## PROBLEM STATEMENT
Reproduce exactly, from the data that follows, the line with "pub(super) fn object_paths(&self)", the line with "fn upload(&self, path: &str, image: &ImageUpload)", and every line that lies between them.

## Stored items
☆ ☆ ☆ ☆ ☆

use std::collections::BTreeMap;
use std::sync::atomic::{AtomicBool, Ordering};
use std::sync::{Arc, Mutex};

use axum::response::Response;
use serde_json::Value;

use crate::workflows::publishing::domain::{
    ImageId, ListingCategory, ListingDetails, ListingImageRecord, ListingRecord, ListingType,
    PropertyDetails, PropertyType, SubscriptionTier,
};
use crate::workflows::publishing::draft::{DraftUpdate, ImagePolicy, ImageUpload};
use crate::workflows::publishing::repository::{ImageStorage, ListingRepository, StorageError};
use crate::workflows::publishing::{ListingPublisher, PublishWorkflow};
use crate::workflows::shared::{CallerIdentity, ListingId, RepositoryError, UserId};

pub(super) const OWNER: &str = "seller-9";

pub(super) fn owner() -> CallerIdentity {
    CallerIdentity::user(OWNER)
}

pub(super) fn jpeg(name: &str) -> ImageUpload {
    ImageUpload::new(name, "image/jpeg", vec![0xFF, 0xD8, 0xFF, 0xE0, 1, 2, 3])
}

pub(super) fn png(name: &str) -> ImageUpload {
    ImageUpload::new(name, "image/png", vec![0x89, b'P', b'N', b'G', 4, 5])
}

pub(super) fn apartment_update() -> DraftUpdate {
    DraftUpdate {
        category: Some(ListingCategory::PropertyLongTerm),
        listing_type: Some(ListingType::Rent),
        title: Some("Apartamento en Altamira".to_string()),
        description: Some(
            "Amplio apartamento de tres habitaciones con vista al Ávila".to_string(),
        ),
        price: Some(850.0),
        city: Some("Caracas".to_string()),
        state: Some("Miranda".to_string()),
        ..DraftUpdate::default()
    }
}

pub(super) fn apartment_details() -> ListingDetails {
    ListingDetails::Property(PropertyDetails {
        bedrooms: Some(3),
        bathrooms: Some(2),
        ..PropertyDetails::new(PropertyType::Apartment)
    })
}

/// Workflow holding a draft that passes every step, with two images.
pub(super) fn complete_workflow() -> PublishWorkflow {
    let mut workflow = PublishWorkflow::new(ImagePolicy::default());
    workflow.update_data(apartment_update());
    workflow.set_details(Some(apartment_details()));
    workflow.add_image(jpeg("sala.jpg")).expect("jpeg accepted");
    workflow.add_image(png("cocina.png")).expect("png accepted");
    workflow
}

#[derive(Default)]
pub(super) struct MemoryListings {
    listings: Mutex<Vec<ListingRecord>>,
    images: Mutex<Vec<ListingImageRecord>>,
    tiers: Mutex<Vec<(UserId, SubscriptionTier)>>,
    pub(super) fail_listing_insert: AtomicBool,
    pub(super) fail_listing_update: AtomicBool,
    pub(super) fail_image_insert: AtomicBool,
}

impl MemoryListings {
    pub(super) fn set_tier(&self, user: &str, tier: SubscriptionTier) {
        self.tiers
            .lock()
            .expect("tier mutex poisoned")
            .push((UserId(user.to_string()), tier));
    }

    pub(super) fn listings(&self) -> Vec<ListingRecord> {
        self.listings.lock().expect("listing mutex poisoned").clone()
    }

    pub(super) fn images(&self) -> Vec<ListingImageRecord> {
        self.images.lock().expect("image mutex poisoned").clone()
    }
}

impl ListingRepository for MemoryListings {
    fn insert_listing(&self, listing: ListingRecord) -> Result<ListingRecord, RepositoryError> {
        if self.fail_listing_insert.load(Ordering::SeqCst) {
            return Err(RepositoryError::Unavailable("listings offline".to_string()));
        }
        self.listings
            .lock()
            .expect("listing mutex poisoned")
            .push(listing.clone());
        Ok(listing)
    }

    fn fetch_listing(
        &self,
        listing_id: &ListingId,
    ) -> Result<Option<ListingRecord>, RepositoryError> {
        Ok(self
            .listings()
            .into_iter()
            .find(|listing| &listing.id == listing_id))
    }

    fn update_listing(&self, listing: ListingRecord) -> Result<ListingRecord, RepositoryError> {
        if self.fail_listing_update.load(Ordering::SeqCst) {
            return Err(RepositoryError::Unavailable("listings offline".to_string()));
        }
        let mut guard = self.listings.lock().expect("listing mutex poisoned");
        let stored = guard
            .iter_mut()
            .find(|existing| existing.id == listing.id)
            .ok_or(RepositoryError::NotFound)?;
        *stored = listing.clone();
        Ok(listing)
    }

    fn delete_listing(&self, listing_id: &ListingId) -> Result<(), RepositoryError> {
        self.listings
            .lock()
            .expect("listing mutex poisoned")
            .retain(|listing| &listing.id != listing_id);
        Ok(())
    }

    fn count_active_listings(&self, owner_id: &UserId) -> Result<u64, RepositoryError> {
        Ok(self
            .listings()
            .iter()
            .filter(|listing| &listing.owner_id == owner_id && listing.is_active)
            .count() as u64)
    }

    fn subscription_tier(
        &self,
        owner_id: &UserId,
    ) -> Result<Option<SubscriptionTier>, RepositoryError> {
        Ok(self
            .tiers
            .lock()
            .expect("tier mutex poisoned")
            .iter()
            .rev()
            .find(|(user, _)| user == owner_id)
            .map(|(_, tier)| *tier))
    }

    fn insert_image(
        &self,
        image: ListingImageRecord,
    ) -> Result<ListingImageRecord, RepositoryError> {
        if self.fail_image_insert.load(Ordering::SeqCst) {
            return Err(RepositoryError::Unavailable("images offline".to_string()));
        }
        self.images
            .lock()
            .expect("image mutex poisoned")
            .push(image.clone());
        Ok(image)
    }

    fn listing_images(
        &self,
        listing_id: &ListingId,
    ) -> Result<Vec<ListingImageRecord>, RepositoryError> {
        let mut images: Vec<ListingImageRecord> = self
            .images()
            .into_iter()
            .filter(|image| &image.listing_id == listing_id)
            .collect();
        images.sort_by_key(|image| image.position);
        Ok(images)
    }

    fn set_image_position(&self, image_id: &ImageId, position: u32) -> Result<(), RepositoryError> {
        let mut guard = self.images.lock().expect("image mutex poisoned");
        let image = guard
            .iter_mut()
            .find(|image| &image.id == image_id)
            .ok_or(RepositoryError::NotFound)?;
        image.position = position;
        Ok(())
    }

    fn delete_image(&self, image_id: &ImageId) -> Result<(), RepositoryError> {
        self.images
            .lock()
            .expect("image mutex poisoned")
            .retain(|image| &image.id != image_id);
        Ok(())
    }

    fn delete_images(&self, listing_id: &ListingId) -> Result<usize, RepositoryError> {
        let mut guard = self.images.lock().expect("image mutex poisoned");
        let before = guard.len();
        guard.retain(|image| &image.listing_id != listing_id);
        Ok(before - guard.len())
    }
}

/// Blob store that refuses uploads for one file name when configured.
#[derive(Default)]
pub(super) struct MemoryStorage {
    objects: Mutex<BTreeMap<String, Vec<u8>>>,
    uploads: Mutex<Vec<String>>,
    pub(super) reject_file: Mutex<Option<String>>,
}

impl MemoryStorage {
    pub(super) fn rejecting(file_name: &str) -> Self {
        let storage = Self::default();
        *storage.reject_file.lock().expect("storage mutex poisoned") = Some(file_name.to_string());
        storage
    }

    pub(super) fn object_paths(&self) -> Vec<String> {
        self.objects
            .lock()
            .expect("storage mutex poisoned")
            .keys()
            .cloned()
            .collect()
    }

    pub(super) fn upload_attempts(&self) -> Vec<String> {
        self.uploads.lock().expect("storage mutex poisoned").clone()
    }
}

impl ImageStorage for MemoryStorage {
    fn upload(&self, path: &str, image: &ImageUpload) -> Result<String, StorageError> {
        self.uploads
            .lock()
            .expect("storage mutex poisoned")
            .push(image.file_name.clone());
        let rejected = self.reject_file.lock().expect("storage mutex poisoned");
        if rejected.as_deref() == Some(image.file_name.as_str()) {
            return Err(StorageError::Rejected(image.file_name.clone()));
        }
        self.objects
            .lock()
            .expect("storage mutex poisoned")
            .insert(path.to_string(), image.bytes.clone());
        Ok(format!("https://cdn.test/listing-images/{path}"))
    }

    fn remove(&self, paths: &[String]) -> Result<(), StorageError> {
        let mut guard = self.objects.lock().expect("storage mutex poisoned");
        for path in paths {
            guard.remove(path);
        }
        Ok(())
    }
}

pub(super) type TestPublisher = ListingPublisher<MemoryListings, MemoryStorage>;

pub(super) fn build_publisher(
    storage: MemoryStorage,
) -> (TestPublisher, Arc<MemoryListings>, Arc<MemoryStorage>) {
    let repository = Arc::new(MemoryListings::default());
    let storage = Arc::new(storage);
    let publisher = ListingPublisher::new(
        Arc::clone(&repository),
        Arc::clone(&storage),
        ImagePolicy::default(),
    );
    (publisher, repository, storage)
}

pub(super) async fn read_json_body(response: Response) -> Value {
    let bytes = axum::body::to_bytes(response.into_body(), usize::MAX)
        .await
        .expect("read body");
    serde_json::from_slice(&bytes).expect("valid json")
}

☆ ☆ ☆ ☆ ☆

## SOLUTION TO THIS PROBLEM
    pub(super) fn object_paths(&self) -> Vec<String> {
        self.objects
            .lock()
            .expect("storage mutex poisoned")
            .keys()
            .cloned()
            .collect()
    }

    pub(super) fn upload_attempts(&self) -> Vec<String> {
        self.uploads.lock().expect("storage mutex poisoned").clone()
    }
}

impl ImageStorage for MemoryStorage {
    fn upload(&self, path: &str, image: &ImageUpload) -> Result<String, StorageError> {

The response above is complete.